彼はもっと黒い感じだったの。ポップスは好きみたいなんだけど、D’Angeloとかそっち系で。日本にこんな人いるんだ、っていう。最初会った時はドレッドヘアだったし、アフリカ人っぽかったし(笑)。

-Charaさんの楽曲は他の日本の女性アーティストと比較すると、ビートが独特なのではないかと感じます。なぜそのようなビートがご自身の中から生まれてくるのでしょうか。
そんなに難しいことはしてないとは思う。ドラムの音質を伝えたりはするけど、シンプルに、自分が簡単に再現できるようなものしか希望してなくて。あとは、意外とビートを強調するリフとか、そういうものとの兼ね合いで独特に感じるんだと思う。私のアレンジって、実はシンセが奥で何重も鳴っていたり、シンセとベースが一緒に音を鳴らしていたり、その辺りのどこを取っても雰囲気が違うっていうような点のアレンジがけっこう存在するの。それは自分のアーティスト性を守るために、エンジニアさんやプレイヤーに要求するんです。「こうしてみたらどう?」っていうのを先輩からもらうこともあるんですけど、「私はこれがいい」っていうのを伝えるんです。そういう自分のアーティスト性を守る勇気。「なんでもお任せ」っていう風にするともっと普通になるんだろうけど。それはベースをすごく勉強してる人が考えるフレーズじゃなかったりするけど、私が仮で弾いたベースを再現してもらったり、「これはいらない」とも言うし。その頑固さというかワガママって言っていいと思うんですけど、それは出てると思います。
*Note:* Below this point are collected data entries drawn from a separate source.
//! Shared helpers for command handlers.

use std::io::IsTerminal;

use crate::error::CliError;

/// Prompt for confirmation, auto-approving if `--yes` was passed.
///
/// Refuses rather than blocking when stdin is not a terminal.
pub fn confirm(message: &str, action: &str, yes_flag: bool) -> Result<bool, CliError> {
    if yes_flag {
        return Ok(true);
    }
    if !std::io::stdin().is_terminal() {
        return Err(CliError::NonInteractiveRequiresYes { action: action.into() });
    }
    dialoguer::Confirm::new()
        .with_prompt(message)
        .default(false)
        .interact()
        .map_err(prompt_err)
}

/// Map a dialoguer / interactive I/O failure into CliError.
pub fn prompt_err(e: impl std::fmt::Display) -> CliError {
    CliError::Validation {
        field: "interactive".into(),
        reason: format!("prompt failed: {e}"),
    }
}

/// Parse a JSON argument given on the command line.
pub fn parse_json_arg(field: &str, text: &str) -> Result<serde_json::Value, CliError> {
    serde_json::from_str(text).map_err(|e| CliError::Validation {
        field: field.into(),
        reason: format!("invalid JSON: {e}"),
    })
}
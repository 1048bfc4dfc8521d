//! Config subcommand handlers.

use dialoguer::{Input, Select};

use swidget_config::{Config, Profile};

use crate::cli::{ConfigArgs, ConfigCommand, GlobalOpts};
use crate::commands::util::prompt_err;
use crate::config;
use crate::error::CliError;
use crate::output;

const REDACTED: &str = "********";

/// Hide plaintext secret keys before printing.
fn redact(cfg: &mut Config) {
    for profile in cfg.profiles.values_mut() {
        if profile.secret_key.is_some() {
            profile.secret_key = Some(REDACTED.into());
        }
    }
}

fn init(global: &GlobalOpts) -> Result<(), CliError> {
    let config_path = config::config_path(global);
    eprintln!("Swidget CLI configuration wizard");
    eprintln!("   Config path: {}\n", config_path.display());

    // 1. Profile name
    let profile_name: String = Input::new()
        .with_prompt("Profile name")
        .default("default".into())
        .interact_text()
        .map_err(prompt_err)?;

    // 2. Device address
    let host: String = Input::new()
        .with_prompt("Device address (IP or hostname)")
        .interact_text()
        .map_err(prompt_err)?;
    if host.trim().is_empty() {
        return Err(CliError::Validation {
            field: "host".into(),
            reason: "device address cannot be empty".into(),
        });
    }

    // 3. Transport
    let scheme_choices = &["HTTPS (recommended)", "Plain HTTP (older firmware)"];
    let scheme_selection = Select::new()
        .with_prompt("How does the device talk?")
        .items(scheme_choices)
        .default(0)
        .interact()
        .map_err(prompt_err)?;

    // 4. Secret key
    let key = rpassword::prompt_password("Secret key: ").map_err(prompt_err)?;
    if key.is_empty() {
        return Err(CliError::Validation {
            field: "secret_key".into(),
            reason: "secret key cannot be empty".into(),
        });
    }

    let store_choices = &["Store in system keyring (recommended)", "Save to config file (plaintext)"];
    let store_selection = Select::new()
        .with_prompt("Where to store the secret key?")
        .items(store_choices)
        .default(0)
        .interact()
        .map_err(prompt_err)?;

    let secret_key = if store_selection == 0 {
        swidget_config::store_secret_key(&profile_name, &key)?;
        eprintln!("   ✓ Secret key stored in system keyring");
        None
    } else {
        Some(key)
    };

    // 5. Merge into the existing config
    let mut cfg = config::load_config(global)?;
    cfg.profiles.insert(
        profile_name.clone(),
        Profile {
            host: host.trim().to_owned(),
            secret_key,
            use_https: (scheme_selection == 1).then_some(false),
            ..Profile::default()
        },
    );
    cfg.default_profile = Some(profile_name.clone());

    swidget_config::save_config_to(&cfg, &config_path)?;

    eprintln!("\n✓ Configuration written to {}", config_path.display());
    eprintln!("  Active profile: {profile_name}");
    eprintln!("\n  Test it: swidget state");
    Ok(())
}

fn show(global: &GlobalOpts) -> Result<(), CliError> {
    let mut cfg = config::load_config(global)?;
    redact(&mut cfg);

    let detail = toml::to_string_pretty(&cfg).map_err(|e| CliError::Validation {
        field: "config".into(),
        reason: format!("failed to serialize config: {e}"),
    })?;
    let out = output::render_single(
        global.output,
        &cfg,
        |_| detail.trim_end().to_owned(),
        |c| {
            let mut names: Vec<&str> = c.profiles.keys().map(String::as_str).collect();
            names.sort_unstable();
            names.join("\n")
        },
    );
    output::print_output(&out, global.quiet);
    Ok(())
}

// ── Handler ─────────────────────────────────────────────────────────

pub fn handle(args: ConfigArgs, global: &GlobalOpts) -> Result<(), CliError> {
    match args.command {
        ConfigCommand::Init => init(global),
        ConfigCommand::Show => show(global),
        ConfigCommand::Path => {
            println!("{}", config::config_path(global).display());
            Ok(())
        }
    }
}

#[cfg(test)]
mod tests {
    use super::*;

    #[test]
    fn redact_hides_plaintext_keys_only() {
        let mut cfg = Config::default();
        cfg.profiles.insert(
            "kitchen".into(),
            Profile {
                host: "10.0.0.4".into(),
                secret_key: Some("hunter2".into()),
                ..Profile::default()
            },
        );
        cfg.profiles.insert(
            "porch".into(),
            Profile {
                host: "10.0.0.5".into(),
                secret_key_env: Some("PORCH_KEY".into()),
                ..Profile::default()
            },
        );

        redact(&mut cfg);

        assert_eq!(cfg.profiles["kitchen"].secret_key.as_deref(), Some(REDACTED));
        assert_eq!(cfg.profiles["porch"].secret_key, None);
        assert_eq!(cfg.profiles["porch"].secret_key_env.as_deref(), Some("PORCH_KEY"));
    }
}
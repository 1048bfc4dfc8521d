//! Flag-aware configuration: layers `--host`, `--secret-key` and friends
//! over the profiles loaded by `swidget-config`.
//!
//! Core never sees these types -- it receives a pre-built `DeviceConfig`.

use std::path::PathBuf;
use std::time::Duration;

use secrecy::SecretString;

use swidget_config::{Config, Profile};
use swidget_core::DeviceConfig;

use crate::cli::GlobalOpts;
use crate::error::CliError;

// ── Loading ──────────────────────────────────────────────────────────

/// Config file path: `--config` when given, else the platform default.
pub fn config_path(global: &GlobalOpts) -> PathBuf {
    global.config.clone().unwrap_or_else(swidget_config::config_path)
}

/// Load the config file (missing files yield defaults).
pub fn load_config(global: &GlobalOpts) -> Result<Config, CliError> {
    Ok(swidget_config::load_config_from(&config_path(global))?)
}

/// Resolve the active profile name from CLI flags and config.
pub fn active_profile_name(global: &GlobalOpts, config: &Config) -> String {
    global
        .profile
        .clone()
        .or_else(|| config.default_profile.clone())
        .unwrap_or_else(|| "default".into())
}

fn available_profiles(config: &Config) -> String {
    let mut names: Vec<&str> = config.profiles.keys().map(String::as_str).collect();
    if names.is_empty() {
        return "(none)".into();
    }
    names.sort_unstable();
    names.join(", ")
}

// ── DeviceConfig resolution ──────────────────────────────────────────

/// Build the `DeviceConfig` for a device-bound command.
///
/// Precedence: flags and `SWIDGET_*` env vars, then the active profile.
/// Without a profile, `--host` and `--secret-key` must both be given.
pub fn resolve_device_config(global: &GlobalOpts) -> Result<DeviceConfig, CliError> {
    let cfg = load_config(global)?;
    let profile_name = active_profile_name(global, &cfg);

    let mut device = if let Some(profile) = cfg.profiles.get(&profile_name) {
        from_profile(profile, &profile_name, &cfg, global)?
    } else {
        if global.profile.is_some() {
            return Err(CliError::ProfileNotFound {
                name: profile_name,
                available: available_profiles(&cfg),
            });
        }
        from_flags(global, &profile_name, &config_path(global))?
    };

    if global.http {
        device.use_https = false;
    }
    if global.verify_ssl {
        device.verify_ssl = true;
    }
    if let Some(secs) = global.timeout {
        device.http_timeout = Duration::from_secs(secs);
    }

    tracing::debug!(host = %device.host, profile = %profile_name, "resolved device config");
    Ok(device)
}

fn from_profile(
    profile: &Profile,
    profile_name: &str,
    cfg: &Config,
    global: &GlobalOpts,
) -> Result<DeviceConfig, CliError> {
    // Flags win over the stored host and key.
    let mut profile = profile.clone();
    if let Some(ref host) = global.host {
        profile.host.clone_from(host);
    }
    if let Some(ref key) = global.secret_key {
        profile.secret_key = Some(key.clone());
        profile.secret_key_env = None;
    }

    let mut device = swidget_config::profile_to_device_config(&profile, profile_name, &cfg.defaults)?;
    // The keyring sits ahead of plaintext in the profile chain.
    if let Some(ref key) = global.secret_key {
        device.secret_key = SecretString::from(key.clone());
    }
    Ok(device)
}

fn from_flags(global: &GlobalOpts, profile_name: &str, path: &std::path::Path) -> Result<DeviceConfig, CliError> {
    let host = global
        .host
        .as_deref()
        .map(str::trim)
        .filter(|h| !h.is_empty())
        .ok_or_else(|| CliError::NoConfig {
            path: path.display().to_string(),
        })?;

    let key = global.secret_key.clone().ok_or_else(|| CliError::NoCredentials {
        profile: profile_name.into(),
    })?;

    Ok(DeviceConfig::new(host, SecretString::from(key)))
}

#[cfg(test)]
#[allow(clippy::unwrap_used, clippy::expect_used)]
mod tests {
    use clap::Parser;
    use secrecy::ExposeSecret;

    use super::*;
    use crate::cli::Cli;

    fn write_config(dir: &tempfile::TempDir, body: &str) -> String {
        let path = dir.path().join("config.toml");
        std::fs::write(&path, body).unwrap();
        path.display().to_string()
    }

    fn global(args: &[&str]) -> GlobalOpts {
        let mut argv = vec!["swidget"];
        argv.extend_from_slice(args);
        argv.push("state");
        Cli::try_parse_from(argv).unwrap().global
    }

    #[test]
    fn flags_alone_build_a_config() {
        let dir = tempfile::tempdir().unwrap();
        let path = dir.path().join("missing.toml").display().to_string();
        let g = global(&["--config", &path, "--host", "10.0.0.9", "--secret-key", "abc", "--http"]);

        let device = resolve_device_config(&g).unwrap();
        assert_eq!(device.host, "10.0.0.9");
        assert_eq!(device.secret_key.expose_secret(), "abc");
        assert!(!device.use_https);
    }

    #[test]
    fn missing_host_reports_config_path() {
        let dir = tempfile::tempdir().unwrap();
        let path = dir.path().join("missing.toml").display().to_string();
        let g = global(&["--config", &path]);

        let err = resolve_device_config(&g).unwrap_err();
        assert!(matches!(err, CliError::NoConfig { path: ref p } if p.ends_with("missing.toml")));
    }

    #[test]
    fn flags_override_profile() {
        let dir = tempfile::tempdir().unwrap();
        let path = write_config(
            &dir,
            r#"
                default_profile = "kitchen"

                [profiles.kitchen]
                host = "192.168.1.40"
                secret_key = "stored"
                timeout = 9
            "#,
        );
        let g = global(&["--config", &path, "--secret-key", "flag-key", "--timeout", "3"]);

        let device = resolve_device_config(&g).unwrap();
        assert_eq!(device.host, "192.168.1.40");
        assert_eq!(device.secret_key.expose_secret(), "flag-key");
        assert_eq!(device.http_timeout, Duration::from_secs(3));
    }

    #[test]
    fn unknown_profile_lists_available() {
        let dir = tempfile::tempdir().unwrap();
        let path = write_config(
            &dir,
            r#"
                [profiles.porch]
                host = "192.168.1.41"
                secret_key = "k"

                [profiles.attic]
                host = "192.168.1.42"
                secret_key = "k"
            "#,
        );
        let g = global(&["--config", &path, "--profile", "garage"]);

        let err = resolve_device_config(&g).unwrap_err();
        assert!(matches!(err, CliError::ProfileNotFound { ref available, .. } if available == "attic, porch"));
    }
}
-Charaさんは2013年にFUJI ROCK Fes.に出演されていましたが、日本の女性アーティストで、FUJI ROCK Fes.の枠に入る方って少ないんじゃないかと思うんです。
その時はBa.がKENKEN、Gt.がTHE NOVEMBERSの祐介で、すごいおもしろかった。他の女性アーティストって誰と比べてっていうことなのか分からないけど、たぶん曲作りや歌詞が一番じゃないところが独特なんですかね。若い子でも宅録がリーズナブルにできるし、そういうアーティストさんがどんどん出てくると思いますけど、私が若い頃はそういうのを安くできなかった。でも昔から宅録が好きだったんですよね。楽器が好きで、曲を作ったりアレンジしたりするのが好きで。だから全部の微妙なバランスで成り立ってるっていう部分なのかなと。どのアーティストさんもいろんなバランスがあるんですけど、私はアレンジというか音にこだわりがあるんですね。
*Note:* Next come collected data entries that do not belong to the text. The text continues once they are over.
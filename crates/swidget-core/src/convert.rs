// ── API-to-domain type conversions ──
//
// Bridges raw `swidget_api` response types into `swidget_core::model`
// types. Component function lists become maps with `null` values until the
// device reports state for them.

use serde_json::Value;

use swidget_api::models::{AssemblySummary, ComponentSummary, SummaryResponse};

use crate::model::{Assembly, Component, Summary};

impl From<ComponentSummary> for Component {
    fn from(raw: ComponentSummary) -> Self {
        Self {
            functions: raw.functions.into_iter().map(|f| (f, Value::Null)).collect(),
        }
    }
}

impl From<AssemblySummary> for Assembly {
    fn from(raw: AssemblySummary) -> Self {
        Self {
            kind: raw.kind,
            id: raw.id,
            error: raw.error.filter(|e| !e.is_null()),
            components: raw
                .components
                .into_iter()
                .map(|c| (c.id.clone(), Component::from(c)))
                .collect(),
        }
    }
}

impl From<SummaryResponse> for Summary {
    fn from(raw: SummaryResponse) -> Self {
        Self {
            model: raw.model,
            mac: raw.mac,
            version: raw.version,
            host: raw.host.into(),
            insert: raw.insert.into(),
        }
    }
}

/// Parse a summary document received as a raw JSON value (socket
/// notification or query response).
pub(crate) fn summary_from_value(value: &Value) -> Option<Summary> {
    match serde_json::from_value::<SummaryResponse>(value.clone()) {
        Ok(raw) => Some(raw.into()),
        Err(e) => {
            tracing::warn!(error = %e, "ignoring summary document");
            None
        }
    }
}

#[cfg(test)]
mod tests {
    use serde_json::json;

    use super::*;
    use crate::model::{DeviceState, DeviceType, InsertType};

    #[test]
    fn summary_document_to_state() {
        let summary = summary_from_value(&json!({
            "model": "SW-DIM-1",
            "mac": "aabbccddeeff",
            "version": "1.4.2",
            "host": {
                "type": "dimmer",
                "id": "host-1",
                "components": [{ "id": "0", "functions": ["toggle", "level"] }]
            },
            "insert": {
                "type": "USB",
                "components": [{ "id": "usb", "functions": ["toggle"] }]
            }
        }))
        .expect("summary");

        let mut state = DeviceState::default();
        state.apply_summary(summary);
        assert_eq!(state.device_type, DeviceType::Dimmer);
        assert_eq!(state.insert_type, InsertType::Usb);
        assert_eq!(state.id.as_deref(), Some("host-1"));
        assert_eq!(state.host.components["0"].functions["level"], Value::Null);
    }

    #[test]
    fn incomplete_summary_is_ignored() {
        assert!(summary_from_value(&json!({ "model": "X" })).is_none());
    }
}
-それが揺るがないっていうのはご自身のカラーを守るっていうことなんでしょうか。BELONGでも度々取材しているTHE NOVEMBERSも今回のアルバムに参加していますね。どうして彼らと一緒にやろうと思ったのでしょうか?
祐介が小学生の時からCharaの音楽を聴いていて。彼らの新しいアルバムと「この曲はCharaのイメージで作りました」っていうお手紙とかっこいいアーティスト写真を送ってくださったんですよ。それですぐ聴いたらすごく良くて、そうやって送ってきてくれるとすごく興味が湧くし。で、次の日彼らのライブがあって観に行ったんですね。そこからの付き合いで「何かやろうよ」って言って。mabanuaもそうですよ、CharaのファンでCDを持ってきてくれて。聴いたら「かっこいい!D’Angeloみたい!」ってなって、近いうちに何か一緒にやろうって話になったっていう。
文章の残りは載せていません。